La legge Calderoli sull’autonomia regionale differenziata sta diventando un ostacolo serio sul cammino del Governo, stretto tra le Regioni del Nord che chiedono deleghe immediate di poteri (Lombardia, Veneto, Piemonte, Liguria) e quelle del Sud che sollecitano una moratoria o un rinvio (Calabria, Sicilia). Il nodo politico nasce dal fatto che il conflitto è tra Governatori del centro-destra: il forzista Occhiuto (Calabria) ha dichiarato che in caso di referendum il 90% della sua popolazione voterà contro, come il centro-sinistra che sta raccogliendo, con una vasta adesione, le firme per la consultazione. Per ora la Meloni, in Consiglio dei ministri, ha fermato le trattative con le Regioni “nordiste”, ma non si intravvedono altri spazi di mediazione perché il bilancio dello Stato per il 2025 non ha disponibilità finanziarie per assicurare a tutte le Regioni i medesimi LEP (livelli essenziali di prestazione). L’alternativa non può essere d’altra parte il “fai da te”, ogni Regione per la sua strada: sarebbe la sconfitta dell’Italia unitaria (come i Vescovi, per tempo, avevano ammonito).

Questo stallo, secondo alcuni media, potrebbe addirittura condurre ad elezioni politiche anticipate nella prossima estate, per determinare un rinvio della consultazione referendaria. Appare evidente che il clima politico nella maggioranza sia cambiato: non solo per la freddezza di FdI e Forza Italia verso la Lega sulla legge Calderoli, ma contestualmente per gli opposti giudizi sul “no” della premier all’elezione a Bruxelles di Ursula von der Leyen.

Pesa, negli ambienti internazionali, la collocazione della Meloni con la destra euroscettica di Marine Le Pen e del generale Vannacci, anche se la presidente del Consiglio, con il viaggio a Pechino, ha cercato di recuperare uno spazio politico autonomo. Tuttavia, la stessa polemica con Bruxelles sulla libertà d’informazione in Italia, con i duri attacchi ad alcuni media, testimonia la difficoltà di Palazzo Chigi a superare il “muro” europeo costruito con la scelta di opposizione alla maggioranza von der Leyen. Ma ora ci attende la trattativa con Bruxelles sul patto di stabilità, sul Mes e sul bilancio statale 2025, dopo la messa in mora dell’Italia sull’eccesso di debito pubblico. I margini sono stretti, vale a dire che molte promesse elettorali dovranno necessariamente restare nel cassetto.

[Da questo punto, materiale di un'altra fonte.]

use crate::model::user::User;
use serde::{Deserialize, Serialize};
use utoipa::ToSchema;

#[derive(Deserialize, ToSchema)]
pub struct LoginReqDto {
    #[schema(example = "12345678Z")]
    pub dni: String,
    #[schema(example = "Tr1cky!Passw0rd")]
    pub password: String,
}

#[derive(Serialize, ToSchema)]
pub struct LoginResponse {
    pub access_token: String,
    pub refresh_token: String,
    pub user: User,
}

#[derive(Debug, Serialize, Deserialize)]
pub struct Claims {
    pub user_id: u64,
    /// display name
    pub sub: String,
    /// role ids at issue time; the middleware re-reads current roles
    pub roles: Vec<u8>,
    pub exp: usize,
    pub jti: String,

    pub token_type: TokenType,
}

#[derive(Debug, Serialize, Deserialize, PartialEq)]
pub enum TokenType {
    Access,
    Refresh,
}
use actix_web::middleware::NormalizePath;
use actix_web::web::Data;
use actix_web::{App, HttpServer};
use dotenvy::dotenv;

mod api;
mod auth;
mod config;
mod db;
mod docs;
mod error;
mod model;
mod models;
mod routes;
mod store;
mod utils;

use config::Config;
use db::{init_db, run_migrations};

use crate::docs::ApiDoc;
use crate::routes::Limiters;
use crate::utils::{access_cache, dni_filter};
use anyhow::Context;
use tracing::{error, info};
use tracing_appender::rolling;
use utoipa::OpenApi;
use utoipa_swagger_ui::SwaggerUi;

#[actix_web::main]
async fn main() -> anyhow::Result<()> {
    dotenv().ok();

    let config = Config::from_env()?;

    // Rolling daily log
    let file_appender = rolling::daily(&config.log_dir, "app.log");
    let (non_blocking, _guard) = tracing_appender::non_blocking(file_appender);

    tracing_subscriber::fmt()
        .with_writer(non_blocking)
        .with_max_level(config.log_level)
        .with_ansi(false)
        .with_target(false)
        .with_level(true)
        .with_thread_ids(false)
        .with_thread_names(false)
        .pretty()
        .init();

    info!(addr = %config.server_addr, time_zone = %config.time_zone, "Server starting...");

    let pool = init_db(&config).await.context("connecting to the database")?;
    run_migrations(&pool).await.context("running migrations")?;

    let pool_for_filter_warmup = pool.clone();
    let pool_for_cache_warmup = pool.clone();

    actix_web::rt::spawn(async move {
        if let Err(e) = dni_filter::warmup_dni_filter(&pool_for_filter_warmup, 500).await {
            error!(error = %e, "Failed to warm up the DNI filter");
        }
    });

    actix_web::rt::spawn(async move {
        // users who signed in during the last 30 days
        if let Err(e) = access_cache::warmup_access_cache(&pool_for_cache_warmup, 30, 250).await {
            error!(error = %e, "Failed to warm up the access cache");
        }
    });

    let limiters = Limiters::from_config(&config)?;
    let server_addr = config.server_addr.clone();
    let api_prefix = config.api_prefix.clone();

    HttpServer::new(move || {
        App::new()
            .wrap(actix_web::middleware::Logger::default())
            .wrap(NormalizePath::trim())
            .service(
                // wildcard so the UI's JS and CSS files match
                SwaggerUi::new("/swagger-ui/{_:.*}")
                    .url("/api-doc/openapi.json", ApiDoc::openapi()),
            )
            .app_data(Data::new(pool.clone()))
            .app_data(Data::new(config.clone()))
            .configure(|cfg| routes::configure(cfg, &api_prefix, &limiters))
    })
    .bind(&server_addr)
    .with_context(|| format!("binding {server_addr}"))?
    .run()
    .await?;

    Ok(())
}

Una prima verifica dei nuovi rapporti tra i partiti ci sarà in autunno con le Regionali in Emilia-Romagna, Umbria e Liguria (dove si vota per le dimissioni del Governatore Toti, agli arresti domiciliari). Il centrosinistra si presenta unito, dai Pentastellati ai Centristi di Calenda e Renzi, da Verdi e Sinistra al Pd, con l’obiettivo di “cavalcare” le difficoltà nazionali e locali della maggioranza.

Nel Movimento 5 Stelle Conte ha respinto l’assalto del fondatore Beppe Grillo all’autonomia e alla libertà di scelta della prossima Assemblea Costituente, contestando al “padre nobile” il diritto di veto sulle decisioni; e anche le candidature alternative delle ex prime cittadine (Raggi a Roma, Appendino a Torino) sembrano tramontate, con la larga maggioranza ex grillina schierata con l’ex premier.

I Centristi continuano ad essere divisi sulle nuove decisioni di Renzi e Calenda: permane l’iniziativa dei parlamentari Costa e Marattin per la ricostituzione del Terzo Polo con nuovi leader, mentre Tajani apre le porte di Forza Italia ai dissidenti.

Nel Pd, dal Parlamento europeo al Consiglio comunale di Torino, cresce il dissenso della componente di area cattolica alle scelte etiche della maggioranza di Elly Schlein: è il segno di un nodo politico-culturale aperto, di un conflitto permanente tra linea radicale e posizioni riformiste; si attende un confronto pubblico su diritti e doveri, per consentire agli elettori scelte chiare. E anche l’intesa Renzi-Schlein (dopo il fallimento della lista europea con i Radicali) meriterebbe un chiarimento sui contenuti: accordo “personale” o scelta di un comune programma?

In ogni caso la situazione politica nazionale appare in movimento, con nuove “sofferenze”: i berlusconiani si sentono stretti nella concorrenza a destra tra Meloni e Salvini e puntano a conquistarsi un nuovo spazio al centro. Nel centro-sinistra la componente riformista non intende conferire una “delega in bianco” alla segretaria Schlein. L’autunno politico e sociale si annuncia “caldo”, anche a Torino con il primato italiano della cassa-integrazione (eredità Fiat-Stellantis).